Stored records
● ● ●
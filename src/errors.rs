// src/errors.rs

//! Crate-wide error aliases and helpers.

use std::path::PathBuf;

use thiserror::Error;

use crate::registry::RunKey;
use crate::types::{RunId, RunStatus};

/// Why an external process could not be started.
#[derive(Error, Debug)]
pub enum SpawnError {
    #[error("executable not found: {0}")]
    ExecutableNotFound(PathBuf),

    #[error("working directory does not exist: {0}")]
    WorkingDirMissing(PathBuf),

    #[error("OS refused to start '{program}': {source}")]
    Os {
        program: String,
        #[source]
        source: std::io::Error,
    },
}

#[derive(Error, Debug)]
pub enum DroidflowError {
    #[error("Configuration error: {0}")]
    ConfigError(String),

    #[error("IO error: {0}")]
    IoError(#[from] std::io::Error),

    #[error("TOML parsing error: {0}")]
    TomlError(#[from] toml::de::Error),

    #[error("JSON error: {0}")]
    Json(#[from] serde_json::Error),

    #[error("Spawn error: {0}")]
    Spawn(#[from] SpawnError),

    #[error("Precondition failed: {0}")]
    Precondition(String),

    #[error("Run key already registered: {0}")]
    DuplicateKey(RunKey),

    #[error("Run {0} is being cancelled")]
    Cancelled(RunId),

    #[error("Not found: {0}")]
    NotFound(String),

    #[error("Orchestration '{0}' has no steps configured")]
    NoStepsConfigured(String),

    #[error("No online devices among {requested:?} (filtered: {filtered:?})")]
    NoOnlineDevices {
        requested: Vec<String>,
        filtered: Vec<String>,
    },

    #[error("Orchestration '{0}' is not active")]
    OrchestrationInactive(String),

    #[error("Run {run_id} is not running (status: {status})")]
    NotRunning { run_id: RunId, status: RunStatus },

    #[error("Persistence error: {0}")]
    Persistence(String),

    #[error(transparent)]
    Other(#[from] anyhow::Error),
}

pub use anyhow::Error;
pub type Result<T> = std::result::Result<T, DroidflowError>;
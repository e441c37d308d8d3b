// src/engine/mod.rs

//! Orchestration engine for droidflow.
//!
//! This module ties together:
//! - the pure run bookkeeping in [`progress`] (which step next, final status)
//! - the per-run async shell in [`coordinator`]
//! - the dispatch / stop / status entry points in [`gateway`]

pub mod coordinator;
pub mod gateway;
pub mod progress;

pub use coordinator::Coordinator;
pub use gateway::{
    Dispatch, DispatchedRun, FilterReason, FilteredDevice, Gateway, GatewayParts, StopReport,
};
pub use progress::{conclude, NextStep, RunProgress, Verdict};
● ● ●
REQUIREMENT:
Tally the lines of the records that hold the word "progress" and output only the total.

OUTPUT:
3